SUPPLIED ENTRIES:
+++++

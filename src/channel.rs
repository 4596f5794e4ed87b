use crate::frame::Notify;
use crate::invariants::{debug_assert_slot_ticket, debug_assert_unpublished};
use crossbeam_utils::Backoff;
use std::cell::UnsafeCell;
use std::fmt;
use std::mem::MaybeUninit;
use std::ptr;
use std::sync::atomic::{AtomicBool, AtomicPtr, AtomicU32, AtomicU64, Ordering};
use std::sync::{Arc, OnceLock};
use thiserror::Error;

/// Error returned by [`Channel::try_dequeue`].
#[derive(Debug, Clone, Copy, PartialEq, Eq, Error)]
pub enum TryDequeueError {
    /// No value is currently available.
    #[error("channel is empty")]
    Empty,
    /// The channel is closed and drained.
    #[error("channel is closed")]
    Closed,
}

const SLOTS: usize = 64;

/// One 64-slot chunk of the channel.
///
/// Same slot/mask publication protocol as a stream frame, plus an
/// independent consumption ticket: producers reserve through `tail`,
/// consumers claim through `head`, and a consumed slot is marked in
/// `taken` so it is not dropped twice.
struct Segment<T> {
    slots: [UnsafeCell<MaybeUninit<T>>; SLOTS],
    /// Bit i set (Release) after `slots[i]` is written.
    mask: AtomicU64,
    /// Bit i set once the value in `slots[i]` has been moved out.
    taken: AtomicU64,
    /// Producer reservation ticket.
    tail: AtomicU32,
    /// Consumer claim ticket.
    head: AtomicU32,
    next: OnceLock<Arc<Segment<T>>>,
}

// SAFETY: slot handoff follows the same single-writer ticket discipline
// as `Frame`, and each value moves out exactly once under its consume
// claim, so `T: Send` suffices.
unsafe impl<T: Send> Send for Segment<T> {}
unsafe impl<T: Send> Sync for Segment<T> {}

impl<T> Segment<T> {
    fn new() -> Self {
        Self {
            slots: std::array::from_fn(|_| UnsafeCell::new(MaybeUninit::uninit())),
            mask: AtomicU64::new(0),
            taken: AtomicU64::new(0),
            tail: AtomicU32::new(0),
            head: AtomicU32::new(0),
            next: OnceLock::new(),
        }
    }

    fn with_first(value: T) -> Self {
        let mut segment = Self::new();
        *segment.slots[0].get_mut() = MaybeUninit::new(value);
        *segment.mask.get_mut() = 1;
        *segment.tail.get_mut() = 1;
        segment
    }

    /// # Safety
    ///
    /// `ticket` must be a produce ticket `< SLOTS` drawn from `tail`.
    unsafe fn publish(&self, ticket: u32, value: T) {
        debug_assert_slot_ticket!(ticket, SLOTS);
        // SAFETY: caller contract - the ticket owns the slot.
        unsafe { (*self.slots[ticket as usize].get()).write(value) };
        let mask = self.mask.fetch_or(1 << ticket, Ordering::Release);
        debug_assert_unpublished!(mask, ticket);
    }

    #[inline]
    fn is_published(&self, index: u32) -> bool {
        self.mask.load(Ordering::Acquire) & (1 << index) != 0
    }

    /// Move the value out of slot `index`.
    ///
    /// # Safety
    ///
    /// The caller must hold the consume claim for `index` and have
    /// observed `is_published(index)`.
    unsafe fn take(&self, index: u32) -> T {
        let taken = self.taken.fetch_or(1 << index, Ordering::Relaxed);
        debug_assert!(taken & (1 << index) == 0, "slot {} taken twice", index);
        // SAFETY: published and exclusively claimed.
        unsafe { (*self.slots[index as usize].get()).assume_init_read() }
    }

    #[inline]
    fn fill(&self) -> usize {
        (u64::BITS - self.mask.load(Ordering::Acquire).leading_zeros()) as usize
    }
}

impl<T> Drop for Segment<T> {
    fn drop(&mut self) {
        // Drop the published values nobody consumed.
        let pending = *self.mask.get_mut() & !*self.taken.get_mut();
        for i in 0..SLOTS {
            if pending & (1 << i) != 0 {
                // SAFETY: published, never taken, and we hold `&mut`.
                unsafe { self.slots[i].get_mut().assume_init_drop() };
            }
        }
        // Iterative unlink, as for stream frames.
        let mut next = self.next.take();
        while let Some(segment) = next.take() {
            match Arc::try_unwrap(segment) {
                Ok(mut segment) => next = segment.next.take(),
                Err(_) => break,
            }
        }
    }
}

/// Unbounded MPMC queue over chained 64-slot segments.
///
/// [`enqueue`](Channel::enqueue) only ever waits on a segment rollover,
/// never on queue length; [`dequeue`](Channel::dequeue) parks until a
/// value arrives or the channel closes. Every value enqueued before
/// [`close`](Channel::close) is delivered before a dequeuer sees the
/// closed result.
///
/// ```
/// use framecast::Channel;
///
/// let channel = Channel::new();
/// channel.enqueue("job");
/// channel.close();
///
/// assert_eq!(channel.dequeue(), Some("job"));
/// assert_eq!(channel.dequeue(), None);
/// ```
pub struct Channel<T> {
    notify: Notify,
    /// Chain root; owns every segment while the channel lives.
    first: OnceLock<Arc<Segment<T>>>,
    /// Consume-side segment hint; advanced as consumers cross segments.
    head: AtomicPtr<Segment<T>>,
    /// Produce-side segment hint.
    tail: AtomicPtr<Segment<T>>,
    closed: AtomicBool,
}

impl<T> Channel<T> {
    pub fn new() -> Self {
        Self {
            notify: Notify::new(),
            first: OnceLock::new(),
            head: AtomicPtr::new(ptr::null_mut()),
            tail: AtomicPtr::new(ptr::null_mut()),
            closed: AtomicBool::new(false),
        }
    }

    /// Append `value`.
    ///
    /// # Panics
    ///
    /// Panics if the channel is closed: enqueueing after close is a
    /// logic bug, not a recoverable condition.
    pub fn enqueue(&self, value: T) {
        assert!(!self.is_closed(), "enqueue on closed channel");

        let mut value = value;
        let mut segment_ptr = self.tail.load(Ordering::Acquire);
        if segment_ptr.is_null() {
            match self.install_first(value) {
                Ok(()) => return,
                // Lost the init race; the tail is live now.
                Err(returned) => {
                    value = returned;
                    segment_ptr = self.tail.load(Ordering::Acquire);
                }
            }
        }

        loop {
            // SAFETY: every segment reachable from the hints is owned by
            // the chain rooted at `first` for the life of `&self`.
            let segment = unsafe { &*segment_ptr };
            let ticket = segment.tail.fetch_add(1, Ordering::Relaxed);

            if ticket < SLOTS as u32 {
                // SAFETY: the ticket owns the slot.
                unsafe { segment.publish(ticket, value) };
                self.notify.broadcast();
                return;
            }

            if ticket == SLOTS as u32 {
                let next = Arc::new(Segment::with_first(value));
                let next_ptr = Arc::as_ptr(&next).cast_mut();
                let installed = segment.next.set(next).is_ok();
                debug_assert!(installed, "segment successor installed twice");
                self.tail.store(next_ptr, Ordering::Release);
                self.notify.broadcast();
                return;
            }

            // Overshot ticket: wait for the rollover owner, then draw a
            // fresh ticket on the successor.
            let backoff = Backoff::new();
            let next = loop {
                if let Some(next) = segment.next.get() {
                    break next;
                }
                backoff.snooze();
            };
            segment_ptr = Arc::as_ptr(next).cast_mut();
        }
    }

    /// Remove the oldest unclaimed value, parking until one arrives.
    /// Returns `None` once the channel is closed and this consumer's
    /// claim is past everything enqueued before the close.
    pub fn dequeue(&self) -> Option<T> {
        let mut segment_ptr = self.head.load(Ordering::Acquire);
        if segment_ptr.is_null() {
            segment_ptr = self.wait_for_first()?;
        }

        loop {
            // SAFETY: chain-owned, see `enqueue`.
            let segment = unsafe { &*segment_ptr };
            let ticket = segment.head.fetch_add(1, Ordering::Relaxed);

            if ticket < SLOTS as u32 {
                if segment.is_published(ticket) {
                    // SAFETY: we hold the claim and observed the bit.
                    return Some(unsafe { segment.take(ticket) });
                }
                let mut guard = self.notify.mu.lock().unwrap();
                loop {
                    // Bit before closed: a value published before the
                    // close must be delivered, not dropped.
                    if segment.is_published(ticket) {
                        drop(guard);
                        // SAFETY: claim held, bit observed.
                        return Some(unsafe { segment.take(ticket) });
                    }
                    if self.closed.load(Ordering::Acquire) {
                        return None;
                    }
                    guard = self.notify.cond.wait(guard).unwrap();
                }
            }

            // Claims exhausted this segment: move to the successor,
            // parking until the rollover producer installs it.
            let next_ptr = match segment.next.get() {
                Some(next) => Arc::as_ptr(next).cast_mut(),
                None => {
                    let mut guard = self.notify.mu.lock().unwrap();
                    loop {
                        if let Some(next) = segment.next.get() {
                            break Arc::as_ptr(next).cast_mut();
                        }
                        if self.closed.load(Ordering::Acquire) {
                            return None;
                        }
                        guard = self.notify.cond.wait(guard).unwrap();
                    }
                }
            };
            // Best-effort hint advance; a stale store only costs later
            // consumers an extra hop.
            self.head.store(next_ptr, Ordering::Release);
            segment_ptr = next_ptr;
        }
    }

    /// Non-blocking dequeue.
    ///
    /// Claims a slot with a compare-and-swap only after observing it
    /// published, so an empty result never strands a claim the way a
    /// parked consumer's ticket would.
    pub fn try_dequeue(&self) -> Result<T, TryDequeueError> {
        let mut segment_ptr = self.head.load(Ordering::Acquire);
        if segment_ptr.is_null() {
            return Err(self.empty_or_closed());
        }

        loop {
            // SAFETY: chain-owned, see `enqueue`.
            let segment = unsafe { &*segment_ptr };
            let claim = segment.head.load(Ordering::Acquire);

            if claim >= SLOTS as u32 {
                match segment.next.get() {
                    Some(next) => {
                        segment_ptr = Arc::as_ptr(next).cast_mut();
                        self.head.store(segment_ptr, Ordering::Release);
                        continue;
                    }
                    None => return Err(self.empty_or_closed()),
                }
            }

            if !segment.is_published(claim) {
                return Err(self.empty_or_closed());
            }
            if segment
                .head
                .compare_exchange(claim, claim + 1, Ordering::AcqRel, Ordering::Acquire)
                .is_ok()
            {
                // SAFETY: the CAS won the claim after the bit was seen.
                return Ok(unsafe { segment.take(claim) });
            }
            // Lost the claim race; retry from the top.
        }
    }

    /// Close the channel and wake every parked consumer. Idempotent.
    pub fn close(&self) {
        let _guard = self.notify.mu.lock().unwrap();
        self.closed.store(true, Ordering::Release);
        self.notify.cond.notify_all();
    }

    pub fn is_closed(&self) -> bool {
        self.closed.load(Ordering::Acquire)
    }

    /// Best-effort count of undelivered values.
    pub fn len(&self) -> usize {
        let segment_ptr = self.head.load(Ordering::Acquire);
        if segment_ptr.is_null() {
            return 0;
        }
        // SAFETY: chain-owned, see `enqueue`.
        let mut segment = unsafe { &*segment_ptr };
        let consumed = segment.head.load(Ordering::Relaxed).min(SLOTS as u32);
        let mut pending = -i64::from(consumed);
        loop {
            let fill = segment.fill();
            pending += fill as i64;
            if fill == SLOTS {
                if let Some(next) = segment.next.get() {
                    segment = next;
                    continue;
                }
            }
            break;
        }
        pending.max(0) as usize
    }

    pub fn is_empty(&self) -> bool {
        self.len() == 0
    }

    fn install_first(&self, value: T) -> Result<(), T> {
        let _guard = self.notify.mu.lock().unwrap();
        if !self.tail.load(Ordering::Acquire).is_null() {
            return Err(value);
        }

        let segment = Arc::new(Segment::with_first(value));
        let segment_ptr = Arc::as_ptr(&segment).cast_mut();
        let installed = self.first.set(segment).is_ok();
        debug_assert!(installed, "channel chain root installed twice");
        self.head.store(segment_ptr, Ordering::Release);
        self.tail.store(segment_ptr, Ordering::Release);
        self.notify.cond.notify_all();
        Ok(())
    }

    /// Park until the first enqueue installs the chain, or the channel
    /// closes while still empty.
    fn wait_for_first(&self) -> Option<*mut Segment<T>> {
        let mut guard = self.notify.mu.lock().unwrap();
        loop {
            let head = self.head.load(Ordering::Acquire);
            if !head.is_null() {
                return Some(head);
            }
            if self.closed.load(Ordering::Acquire) {
                return None;
            }
            guard = self.notify.cond.wait(guard).unwrap();
        }
    }

    fn empty_or_closed(&self) -> TryDequeueError {
        if self.is_closed() {
            TryDequeueError::Closed
        } else {
            TryDequeueError::Empty
        }
    }
}

impl<T> Default for Channel<T> {
    fn default() -> Self {
        Self::new()
    }
}

impl<T> fmt::Debug for Channel<T> {
    fn fmt(&self, f: &mut fmt::Formatter<'_>) -> fmt::Result {
        f.debug_struct("Channel")
            .field("len", &self.len())
            .field("closed", &self.is_closed())
            .finish()
    }
}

+++++

WORK ORDER: Count the lines in the entries that hold the word "race", and give nothing but the total.

EXERCISE SOLUTION: 2